(Given entries Opens)
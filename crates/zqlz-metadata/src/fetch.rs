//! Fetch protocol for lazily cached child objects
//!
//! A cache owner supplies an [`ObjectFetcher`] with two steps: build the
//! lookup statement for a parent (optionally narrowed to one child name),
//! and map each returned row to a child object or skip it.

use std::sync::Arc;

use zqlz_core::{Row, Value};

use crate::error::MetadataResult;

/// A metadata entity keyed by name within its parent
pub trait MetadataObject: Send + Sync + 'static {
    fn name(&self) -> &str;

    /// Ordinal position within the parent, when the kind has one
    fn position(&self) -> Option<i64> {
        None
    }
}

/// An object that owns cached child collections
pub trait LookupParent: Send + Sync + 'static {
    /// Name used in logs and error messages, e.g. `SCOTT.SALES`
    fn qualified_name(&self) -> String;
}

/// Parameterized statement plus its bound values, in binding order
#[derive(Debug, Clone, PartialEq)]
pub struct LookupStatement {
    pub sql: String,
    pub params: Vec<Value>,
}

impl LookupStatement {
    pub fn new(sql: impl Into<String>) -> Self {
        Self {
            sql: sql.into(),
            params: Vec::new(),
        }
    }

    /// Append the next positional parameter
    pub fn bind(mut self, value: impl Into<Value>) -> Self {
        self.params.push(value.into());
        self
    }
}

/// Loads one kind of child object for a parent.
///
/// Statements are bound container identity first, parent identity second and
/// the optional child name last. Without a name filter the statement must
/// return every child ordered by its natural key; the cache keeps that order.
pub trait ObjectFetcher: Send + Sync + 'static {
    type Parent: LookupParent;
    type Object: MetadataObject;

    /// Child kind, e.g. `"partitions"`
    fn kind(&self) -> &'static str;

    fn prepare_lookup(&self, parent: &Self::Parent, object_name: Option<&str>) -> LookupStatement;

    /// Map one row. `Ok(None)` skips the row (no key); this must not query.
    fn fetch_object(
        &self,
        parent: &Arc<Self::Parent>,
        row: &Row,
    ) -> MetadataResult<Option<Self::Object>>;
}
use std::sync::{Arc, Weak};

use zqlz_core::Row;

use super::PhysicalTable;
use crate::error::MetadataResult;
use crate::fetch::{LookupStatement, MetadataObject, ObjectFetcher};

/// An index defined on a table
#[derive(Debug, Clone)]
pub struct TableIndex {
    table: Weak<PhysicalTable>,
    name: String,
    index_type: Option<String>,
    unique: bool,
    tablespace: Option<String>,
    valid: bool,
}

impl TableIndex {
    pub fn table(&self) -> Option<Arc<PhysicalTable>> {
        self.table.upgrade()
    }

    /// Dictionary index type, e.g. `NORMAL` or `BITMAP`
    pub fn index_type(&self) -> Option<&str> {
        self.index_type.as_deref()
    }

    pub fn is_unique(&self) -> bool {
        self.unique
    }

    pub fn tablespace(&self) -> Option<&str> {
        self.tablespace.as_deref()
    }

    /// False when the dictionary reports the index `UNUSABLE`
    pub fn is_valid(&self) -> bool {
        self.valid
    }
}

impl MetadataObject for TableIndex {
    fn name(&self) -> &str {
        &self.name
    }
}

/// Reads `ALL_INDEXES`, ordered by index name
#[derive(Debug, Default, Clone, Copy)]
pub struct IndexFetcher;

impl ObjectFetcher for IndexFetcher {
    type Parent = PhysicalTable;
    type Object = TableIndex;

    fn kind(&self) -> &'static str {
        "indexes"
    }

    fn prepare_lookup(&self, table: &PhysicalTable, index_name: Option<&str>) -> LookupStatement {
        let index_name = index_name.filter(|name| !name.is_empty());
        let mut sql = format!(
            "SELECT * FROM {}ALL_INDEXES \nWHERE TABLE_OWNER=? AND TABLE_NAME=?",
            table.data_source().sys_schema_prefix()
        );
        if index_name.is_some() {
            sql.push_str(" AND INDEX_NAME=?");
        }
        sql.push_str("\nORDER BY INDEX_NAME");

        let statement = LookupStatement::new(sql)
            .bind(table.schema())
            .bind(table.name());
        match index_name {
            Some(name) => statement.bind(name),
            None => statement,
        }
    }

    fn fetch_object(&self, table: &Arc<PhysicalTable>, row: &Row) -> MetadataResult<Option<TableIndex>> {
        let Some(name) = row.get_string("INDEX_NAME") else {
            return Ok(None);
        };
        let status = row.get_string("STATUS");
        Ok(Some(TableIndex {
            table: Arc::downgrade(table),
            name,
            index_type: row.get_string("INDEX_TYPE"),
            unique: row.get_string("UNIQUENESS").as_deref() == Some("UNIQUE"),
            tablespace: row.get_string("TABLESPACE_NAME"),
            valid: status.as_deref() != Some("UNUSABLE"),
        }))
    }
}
(Given entries Closes)
Repeat the records exactly, leaving out none of them.

filename crates/zqlz-metadata/src/fetch.rs
//! Fetch protocol for lazily cached child objects
//!
//! A cache owner supplies an [`ObjectFetcher`] with two steps: build the
//! lookup statement for a parent (optionally narrowed to one child name),
//! and map each returned row to a child object or skip it.

use std::sync::Arc;

use zqlz_core::{Row, Value};

use crate::error::MetadataResult;

/// A metadata entity keyed by name within its parent
pub trait MetadataObject: Send + Sync + 'static {
    fn name(&self) -> &str;

    /// Ordinal position within the parent, when the kind has one
    fn position(&self) -> Option<i64> {
        None
    }
}

/// An object that owns cached child collections
pub trait LookupParent: Send + Sync + 'static {
    /// Name used in logs and error messages, e.g. `SCOTT.SALES`
    fn qualified_name(&self) -> String;
}

/// Parameterized statement plus its bound values, in binding order
#[derive(Debug, Clone, PartialEq)]
pub struct LookupStatement {
    pub sql: String,
    pub params: Vec<Value>,
}

impl LookupStatement {
    pub fn new(sql: impl Into<String>) -> Self {
        Self {
            sql: sql.into(),
            params: Vec::new(),
        }
    }

    /// Append the next positional parameter
    pub fn bind(mut self, value: impl Into<Value>) -> Self {
        self.params.push(value.into());
        self
    }
}

/// Loads one kind of child object for a parent.
///
/// Statements are bound container identity first, parent identity second and
/// the optional child name last. Without a name filter the statement must
/// return every child ordered by its natural key; the cache keeps that order.
pub trait ObjectFetcher: Send + Sync + 'static {
    type Parent: LookupParent;
    type Object: MetadataObject;

    /// Child kind, e.g. `"partitions"`
    fn kind(&self) -> &'static str;

    fn prepare_lookup(&self, parent: &Self::Parent, object_name: Option<&str>) -> LookupStatement;

    /// Map one row. `Ok(None)` skips the row (no key); this must not query.
    fn fetch_object(
        &self,
        parent: &Arc<Self::Parent>,
        row: &Row,
    ) -> MetadataResult<Option<Self::Object>>;
}
use std::sync::{Arc, Weak};

use zqlz_core::Row;

use super::PhysicalTable;
use crate::error::MetadataResult;
use crate::fetch::{LookupStatement, MetadataObject, ObjectFetcher};

/// An index defined on a table
#[derive(Debug, Clone)]
pub struct TableIndex {
    table: Weak<PhysicalTable>,
    name: String,
    index_type: Option<String>,
    unique: bool,
    tablespace: Option<String>,
    valid: bool,
}

impl TableIndex {
    pub fn table(&self) -> Option<Arc<PhysicalTable>> {
        self.table.upgrade()
    }

    /// Dictionary index type, e.g. `NORMAL` or `BITMAP`
    pub fn index_type(&self) -> Option<&str> {
        self.index_type.as_deref()
    }

    pub fn is_unique(&self) -> bool {
        self.unique
    }

    pub fn tablespace(&self) -> Option<&str> {
        self.tablespace.as_deref()
    }

    /// False when the dictionary reports the index `UNUSABLE`
    pub fn is_valid(&self) -> bool {
        self.valid
    }
}

impl MetadataObject for TableIndex {
    fn name(&self) -> &str {
        &self.name
    }
}

/// Reads `ALL_INDEXES`, ordered by index name
#[derive(Debug, Default, Clone, Copy)]
pub struct IndexFetcher;

impl ObjectFetcher for IndexFetcher {
    type Parent = PhysicalTable;
    type Object = TableIndex;

    fn kind(&self) -> &'static str {
        "indexes"
    }

    fn prepare_lookup(&self, table: &PhysicalTable, index_name: Option<&str>) -> LookupStatement {
        let index_name = index_name.filter(|name| !name.is_empty());
        let mut sql = format!(
            "SELECT * FROM {}ALL_INDEXES \nWHERE TABLE_OWNER=? AND TABLE_NAME=?",
            table.data_source().sys_schema_prefix()
        );
        if index_name.is_some() {
            sql.push_str(" AND INDEX_NAME=?");
        }
        sql.push_str("\nORDER BY INDEX_NAME");

        let statement = LookupStatement::new(sql)
            .bind(table.schema())
            .bind(table.name());
        match index_name {
            Some(name) => statement.bind(name),
            None => statement,
        }
    }

    fn fetch_object(&self, table: &Arc<PhysicalTable>, row: &Row) -> MetadataResult<Option<TableIndex>> {
        let Some(name) = row.get_string("INDEX_NAME") else {
            return Ok(None);
        };
        let status = row.get_string("STATUS");
        Ok(Some(TableIndex {
            table: Arc::downgrade(table),
            name,
            index_type: row.get_string("INDEX_TYPE"),
            unique: row.get_string("UNIQUENESS").as_deref() == Some("UNIQUE"),
            tablespace: row.get_string("TABLESPACE_NAME"),
            valid: status.as_deref() != Some("UNUSABLE"),
        }))
    }
}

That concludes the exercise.